__TASK ITEM__. All of the entries must be duplicated exactly.
-- SUPPLIED MATERIAL follows --
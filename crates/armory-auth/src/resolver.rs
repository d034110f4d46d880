//! Ownership and scope resolution.
//!
//! # Rules
//!
//! | Entity | Actor is creator | Inferred scope |
//! |--------|------------------|----------------|
//! | non-global | yes | `own` |
//! | non-global | no | `any` |
//! | global | either | `any` |
//!
//! The global flag is authoritative: content flagged global is never owned
//! by anyone for mutation purposes, even if a creator id is recorded.

use armory_types::{Actor, EntityRef, Scope};

/// Returns `true` if `actor` owns `entity`.
///
/// Plain creator comparison: an unauthenticated caller owns nothing, and
/// an unowned entity has no owner. This does **not** consult the global
/// flag; use [`owns_for_mutation`] for scope decisions.
///
/// # Example
///
/// ```
/// use armory_auth::resolver::is_owner;
/// use armory_types::{Actor, EntityRef, Role};
///
/// let actor = Actor::new("u1", Role::Member);
/// assert!(is_owner(Some(&actor), &EntityRef::owned("i1", "u1")));
/// assert!(!is_owner(Some(&actor), &EntityRef::owned("i2", "u2")));
/// assert!(!is_owner(None, &EntityRef::owned("i1", "u1")));
/// ```
#[must_use]
pub fn is_owner(actor: Option<&Actor>, entity: &EntityRef) -> bool {
    match (actor, entity.owner()) {
        (Some(actor), Some(owner)) => actor.is(owner),
        _ => false,
    }
}

/// Returns `true` if `actor` owns `entity` and the entity is not global.
#[must_use]
pub fn owns_for_mutation(actor: Option<&Actor>, entity: &EntityRef) -> bool {
    !entity.is_global() && is_owner(actor, entity)
}

/// Scope an action on `entity` requires when the caller names none.
///
/// # Example
///
/// ```
/// use armory_auth::resolver::required_scope;
/// use armory_types::{Actor, EntityRef, Role, Scope};
///
/// let actor = Actor::new("u1", Role::Member);
/// assert_eq!(required_scope(Some(&actor), &EntityRef::owned("i1", "u1")), Scope::Own);
/// assert_eq!(required_scope(Some(&actor), &EntityRef::owned("i2", "u2")), Scope::Any);
/// // Flagged global: the creator id does not matter.
/// assert_eq!(
///     required_scope(Some(&actor), &EntityRef::global_with_creator("c1", "u1")),
///     Scope::Any
/// );
/// ```
#[must_use]
pub fn required_scope(actor: Option<&Actor>, entity: &EntityRef) -> Scope {
    if owns_for_mutation(actor, entity) {
        Scope::Own
    } else {
        Scope::Any
    }
}

/// Where the effective scope of a check came from.
#[derive(Debug, Clone, Copy, PartialEq, Eq)]
pub enum ScopeOrigin {
    /// The caller named the scope.
    Explicit,
    /// Derived from ownership.
    Inferred,
    /// The caller asked for `own` on global content; raised to `any`.
    GlobalOverride,
}

/// Outcome of resolving the scope for one check.
#[derive(Debug, Clone, Copy, PartialEq, Eq)]
pub enum Resolution {
    /// Check the role's grants for this scope.
    Scope {
        /// Scope to look up.
        scope: Scope,
        /// How it was chosen.
        origin: ScopeOrigin,
    },
    /// The caller asked for `own` on a non-global entity the actor did not create.
    NotOwner,
    /// The caller asked for `own` on a type without per-user ownership.
    OwnUnsupported,
}

/// Resolves the effective scope for `actor` acting on `entity`.
///
/// `ownable` is the entity type's ownership flag from the policy table.
/// On non-ownable types the inferred scope is always `any`.
#[must_use]
pub fn resolve(
    actor: Option<&Actor>,
    entity: &EntityRef,
    requested: Option<Scope>,
    ownable: bool,
) -> Resolution {
    match requested {
        Some(Scope::Own) if !ownable => Resolution::OwnUnsupported,
        Some(Scope::Own) if entity.is_global() => Resolution::Scope {
            scope: Scope::Any,
            origin: ScopeOrigin::GlobalOverride,
        },
        Some(Scope::Own) if !is_owner(actor, entity) => Resolution::NotOwner,
        Some(scope) => Resolution::Scope {
            scope,
            origin: ScopeOrigin::Explicit,
        },
        None => Resolution::Scope {
            scope: if ownable {
                required_scope(actor, entity)
            } else {
                Scope::Any
            },
            origin: ScopeOrigin::Inferred,
        },
    }
}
-- SUPPLIED MATERIAL concluded --
__ANSWER__.
filename crates/armory-auth/src/resolver.rs
repository d034110f4d46d880
//! Ownership and scope resolution.
//!
//! # Rules
//!
//! | Entity | Actor is creator | Inferred scope |
//! |--------|------------------|----------------|
//! | non-global | yes | `own` |
//! | non-global | no | `any` |
//! | global | either | `any` |
//!
//! The global flag is authoritative: content flagged global is never owned
//! by anyone for mutation purposes, even if a creator id is recorded.

use armory_types::{Actor, EntityRef, Scope};

/// Returns `true` if `actor` owns `entity`.
///
/// Plain creator comparison: an unauthenticated caller owns nothing, and
/// an unowned entity has no owner. This does **not** consult the global
/// flag; use [`owns_for_mutation`] for scope decisions.
///
/// # Example
///
/// ```
/// use armory_auth::resolver::is_owner;
/// use armory_types::{Actor, EntityRef, Role};
///
/// let actor = Actor::new("u1", Role::Member);
/// assert!(is_owner(Some(&actor), &EntityRef::owned("i1", "u1")));
/// assert!(!is_owner(Some(&actor), &EntityRef::owned("i2", "u2")));
/// assert!(!is_owner(None, &EntityRef::owned("i1", "u1")));
/// ```
#[must_use]
pub fn is_owner(actor: Option<&Actor>, entity: &EntityRef) -> bool {
    match (actor, entity.owner()) {
        (Some(actor), Some(owner)) => actor.is(owner),
        _ => false,
    }
}

/// Returns `true` if `actor` owns `entity` and the entity is not global.
#[must_use]
pub fn owns_for_mutation(actor: Option<&Actor>, entity: &EntityRef) -> bool {
    !entity.is_global() && is_owner(actor, entity)
}

/// Scope an action on `entity` requires when the caller names none.
///
/// # Example
///
/// ```
/// use armory_auth::resolver::required_scope;
/// use armory_types::{Actor, EntityRef, Role, Scope};
///
/// let actor = Actor::new("u1", Role::Member);
/// assert_eq!(required_scope(Some(&actor), &EntityRef::owned("i1", "u1")), Scope::Own);
/// assert_eq!(required_scope(Some(&actor), &EntityRef::owned("i2", "u2")), Scope::Any);
/// // Flagged global: the creator id does not matter.
/// assert_eq!(
///     required_scope(Some(&actor), &EntityRef::global_with_creator("c1", "u1")),
///     Scope::Any
/// );
/// ```
#[must_use]
pub fn required_scope(actor: Option<&Actor>, entity: &EntityRef) -> Scope {
    if owns_for_mutation(actor, entity) {
        Scope::Own
    } else {
        Scope::Any
    }
}

/// Where the effective scope of a check came from.
#[derive(Debug, Clone, Copy, PartialEq, Eq)]
pub enum ScopeOrigin {
    /// The caller named the scope.
    Explicit,
    /// Derived from ownership.
    Inferred,
    /// The caller asked for `own` on global content; raised to `any`.
    GlobalOverride,
}

/// Outcome of resolving the scope for one check.
#[derive(Debug, Clone, Copy, PartialEq, Eq)]
pub enum Resolution {
    /// Check the role's grants for this scope.
    Scope {
        /// Scope to look up.
        scope: Scope,
        /// How it was chosen.
        origin: ScopeOrigin,
    },
    /// The caller asked for `own` on a non-global entity the actor did not create.
    NotOwner,
    /// The caller asked for `own` on a type without per-user ownership.
    OwnUnsupported,
}

/// Resolves the effective scope for `actor` acting on `entity`.
///
/// `ownable` is the entity type's ownership flag from the policy table.
/// On non-ownable types the inferred scope is always `any`.
#[must_use]
pub fn resolve(
    actor: Option<&Actor>,
    entity: &EntityRef,
    requested: Option<Scope>,
    ownable: bool,
) -> Resolution {
    match requested {
        Some(Scope::Own) if !ownable => Resolution::OwnUnsupported,
        Some(Scope::Own) if entity.is_global() => Resolution::Scope {
            scope: Scope::Any,
            origin: ScopeOrigin::GlobalOverride,
        },
        Some(Scope::Own) if !is_owner(actor, entity) => Resolution::NotOwner,
        Some(scope) => Resolution::Scope {
            scope,
            origin: ScopeOrigin::Explicit,
        },
        None => Resolution::Scope {
            scope: if ownable {
                required_scope(actor, entity)
            } else {
                Scope::Any
            },
            origin: ScopeOrigin::Inferred,
        },
    }
}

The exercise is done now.